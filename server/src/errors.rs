// server/src/errors.rs

use actix_web::{http::StatusCode, HttpResponse, ResponseError};
use marketvoice::MarketError;
use serde_json::json;
use thiserror::Error;

#[derive(Debug, Error)]
pub enum AppError {
  /// Failures raised by marketplace operations or request extraction.
  #[error(transparent)]
  Market(#[from] MarketError),

  #[error("Configuration Error: {0}")]
  Config(String),

  #[error("Internal Server Error: {0}")]
  Internal(String),
}

impl AppError {
  pub fn invalid_input(message: impl Into<String>) -> Self {
    AppError::Market(MarketError::InvalidInput(message.into()))
  }

  pub fn unauthorized(message: impl Into<String>) -> Self {
    AppError::Market(MarketError::Unauthorized(message.into()))
  }
}

impl ResponseError for AppError {
  fn status_code(&self) -> StatusCode {
    match self {
      AppError::Market(MarketError::InvalidInput(_)) => StatusCode::BAD_REQUEST,
      AppError::Market(MarketError::Unauthorized(_)) => StatusCode::UNAUTHORIZED,
      AppError::Market(MarketError::Forbidden(_)) => StatusCode::FORBIDDEN,
      AppError::Market(MarketError::NotFoundOrForbidden(_)) => StatusCode::NOT_FOUND,
      AppError::Market(MarketError::DependencyFailure { .. })
      | AppError::Market(MarketError::Internal(_))
      | AppError::Config(_)
      | AppError::Internal(_) => StatusCode::INTERNAL_SERVER_ERROR,
    }
  }

  fn error_response(&self) -> HttpResponse {
    // Log the full error when it's turned into a response
    let status = self.status_code();
    if status.is_server_error() {
      tracing::error!(application_error = %self, details = ?self.details(), "Responding with error");
    } else {
      tracing::warn!(application_error = %self, "Responding with client error");
    }

    let body = match self {
      AppError::Market(err @ MarketError::DependencyFailure { details, .. }) => {
        json!({"error": err.to_string(), "details": details})
      }
      AppError::Market(MarketError::Internal(m)) | AppError::Internal(m) => {
        json!({"error": "Internal server error", "details": m})
      }
      AppError::Config(m) => json!({"error": "Configuration issue", "details": m}),
      AppError::Market(err) => json!({"error": err.to_string()}),
    };
    HttpResponse::build(status).json(body)
  }
}

impl AppError {
  fn details(&self) -> Option<&str> {
    match self {
      AppError::Market(err) => err.details(),
      AppError::Config(m) | AppError::Internal(m) => Some(m),
    }
  }
}

// Define a Result type alias for the application
pub type Result<T, E = AppError> = std::result::Result<T, E>;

________

__What to work on__
Return the listing above in its exact form.

__Result__
filename server/src/errors.rs
// server/src/errors.rs

use actix_web::{http::StatusCode, HttpResponse, ResponseError};
use marketvoice::MarketError;
use serde_json::json;
use thiserror::Error;

#[derive(Debug, Error)]
pub enum AppError {
  /// Failures raised by marketplace operations or request extraction.
  #[error(transparent)]
  Market(#[from] MarketError),

  #[error("Configuration Error: {0}")]
  Config(String),

  #[error("Internal Server Error: {0}")]
  Internal(String),
}

impl AppError {
  pub fn invalid_input(message: impl Into<String>) -> Self {
    AppError::Market(MarketError::InvalidInput(message.into()))
  }

  pub fn unauthorized(message: impl Into<String>) -> Self {
    AppError::Market(MarketError::Unauthorized(message.into()))
  }
}

impl ResponseError for AppError {
  fn status_code(&self) -> StatusCode {
    match self {
      AppError::Market(MarketError::InvalidInput(_)) => StatusCode::BAD_REQUEST,
      AppError::Market(MarketError::Unauthorized(_)) => StatusCode::UNAUTHORIZED,
      AppError::Market(MarketError::Forbidden(_)) => StatusCode::FORBIDDEN,
      AppError::Market(MarketError::NotFoundOrForbidden(_)) => StatusCode::NOT_FOUND,
      AppError::Market(MarketError::DependencyFailure { .. })
      | AppError::Market(MarketError::Internal(_))
      | AppError::Config(_)
      | AppError::Internal(_) => StatusCode::INTERNAL_SERVER_ERROR,
    }
  }

  fn error_response(&self) -> HttpResponse {
    // Log the full error when it's turned into a response
    let status = self.status_code();
    if status.is_server_error() {
      tracing::error!(application_error = %self, details = ?self.details(), "Responding with error");
    } else {
      tracing::warn!(application_error = %self, "Responding with client error");
    }

    let body = match self {
      AppError::Market(err @ MarketError::DependencyFailure { details, .. }) => {
        json!({"error": err.to_string(), "details": details})
      }
      AppError::Market(MarketError::Internal(m)) | AppError::Internal(m) => {
        json!({"error": "Internal server error", "details": m})
      }
      AppError::Config(m) => json!({"error": "Configuration issue", "details": m}),
      AppError::Market(err) => json!({"error": err.to_string()}),
    };
    HttpResponse::build(status).json(body)
  }
}

impl AppError {
  fn details(&self) -> Option<&str> {
    match self {
      AppError::Market(err) => err.details(),
      AppError::Config(m) | AppError::Internal(m) => Some(m),
    }
  }
}

// Define a Result type alias for the application
pub type Result<T, E = AppError> = std::result::Result<T, E>;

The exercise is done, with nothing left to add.